→ TASK TO CARRY OUT:
Return a copy of every line in the records that includes the word "Clone".

→ SUPPLIED RECORDS:

/// Load Module
///
/// Accumulates normalized records block by block and writes them to the store
/// in one transaction once enough blocks have been collected.
use crate::db::Database;
use crate::error::Result;
use crate::models::TransactionRecord;

#[derive(Debug)]
pub struct RecordBatch {
    records: Vec<TransactionRecord>,
    blocks: usize,
    flush_every: usize,
}

impl RecordBatch {
    /// Batch that reports full after `flush_every` blocks (at least one)
    pub fn new(flush_every: usize) -> Self {
        Self { records: Vec::new(), blocks: 0, flush_every: flush_every.max(1) }
    }

    /// Add the records of one processed block
    pub fn push_block(&mut self, records: Vec<TransactionRecord>) {
        self.records.extend(records);
        self.blocks += 1;
    }

    pub fn is_full(&self) -> bool {
        self.blocks >= self.flush_every
    }

    pub fn len(&self) -> usize {
        self.records.len()
    }

    pub fn is_empty(&self) -> bool {
        self.records.is_empty()
    }

    /// Persist the pending records and clear the batch.
    ///
    /// Returns the number of rows actually inserted; duplicates count as zero.
    /// On error the pending records are kept.
    pub async fn flush(&mut self, database: &Database) -> Result<u64> {
        if self.records.is_empty() {
            self.blocks = 0;
            return Ok(0);
        }

        let inserted = database.insert_batch(&self.records).await?;
        tracing::debug!(
            "Flushed {} blocks: {} records, {} new rows",
            self.blocks,
            self.records.len(),
            inserted
        );

        self.records.clear();
        self.blocks = 0;
        Ok(inserted)
    }
}
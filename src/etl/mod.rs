/// ETL Module
///
/// The per-block stages of the ingestion pipeline:
/// - Extract: Fetch a block and its transactions from the node
/// - Transform: Validate and normalize transactions into store records
/// - Load: Batch records into the transactions table
pub mod extract;
pub mod load;
pub mod transform;
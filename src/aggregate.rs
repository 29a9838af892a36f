/// Aggregate Module
///
/// The query layer: finds the block with the highest transferred volume inside
/// a caller-supplied block sub-range and time window.
use crate::db::Database;
use crate::error::Result;
use crate::models::{BlockRange, MaxVolumeBlock, TimeWindow};

/// Parameters of the volume query
#[derive(Debug, Clone, Copy, PartialEq, Eq)]
pub struct VolumeQuery {
    pub blocks: BlockRange,
    pub window: TimeWindow,
}

/// Result of a volume query. Only store failures are errors.
#[derive(Debug, Clone, PartialEq, Eq)]
pub enum QueryOutcome {
    Found(MaxVolumeBlock),
    NoData,
    TableMissing,
}

pub struct Aggregator<'a> {
    database: &'a Database,
}

impl<'a> Aggregator<'a> {
    pub fn new(database: &'a Database) -> Self {
        Self { database }
    }

    pub async fn max_volume_block(&self, query: VolumeQuery) -> Result<QueryOutcome> {
        if !self.database.table_exists().await? {
            tracing::warn!("transactions table does not exist");
            return Ok(QueryOutcome::TableMissing);
        }

        let outcome = match self.database.query_max_volume_block(query.blocks, query.window).await? {
            Some(block) => QueryOutcome::Found(block),
            None => QueryOutcome::NoData,
        };

        tracing::debug!("Volume query over blocks {} and window {:?}: {:?}", query.blocks, query.window, outcome);
        Ok(outcome)
    }
}

#[cfg(test)]
mod tests {
    use super::*;
    use crate::db::test_utils::{open_temp, record_at};
    use bigdecimal::BigDecimal;

    #[tokio::test]
    async fn test_missing_table() {
        let dir = tempfile::tempdir().unwrap();
        let database = Database::open(dir.path().join("empty.db")).await.unwrap();

        let query = VolumeQuery { blocks: BlockRange::unbounded(), window: TimeWindow::new(0, 2000) };
        let outcome = Aggregator::new(&database).max_volume_block(query).await.unwrap();

        assert_eq!(outcome, QueryOutcome::TableMissing);
    }

    #[tokio::test]
    async fn test_no_data() {
        let (_dir, database) = open_temp().await;

        let query = VolumeQuery { blocks: BlockRange::new(100, 200), window: TimeWindow::new(0, 2000) };
        let outcome = Aggregator::new(&database).max_volume_block(query).await.unwrap();

        assert_eq!(outcome, QueryOutcome::NoData);
    }

    #[tokio::test]
    async fn test_caller_supplied_sub_range() {
        let (_dir, database) = open_temp().await;
        database
            .insert_batch(&[record_at("0xa", 100, 5, 1000), record_at("0xb", 100, 3, 1000), record_at("0xc", 101, 50, 1000)])
            .await
            .unwrap();
        let aggregator = Aggregator::new(&database);
        let window = TimeWindow::new(0, 2000);

        let excluded = aggregator.max_volume_block(VolumeQuery { blocks: BlockRange::new(100, 100), window }).await.unwrap();
        assert_eq!(
            excluded,
            QueryOutcome::Found(MaxVolumeBlock { block_number: 100, total_value: BigDecimal::from(8) })
        );

        let included = aggregator.max_volume_block(VolumeQuery { blocks: BlockRange::new(100, 101), window }).await.unwrap();
        assert_eq!(
            included,
            QueryOutcome::Found(MaxVolumeBlock { block_number: 101, total_value: BigDecimal::from(50) })
        );
    }
}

→ TASK ANSWER:
#[derive(Debug, Clone, Copy, PartialEq, Eq)]
#[derive(Debug, Clone, PartialEq, Eq)]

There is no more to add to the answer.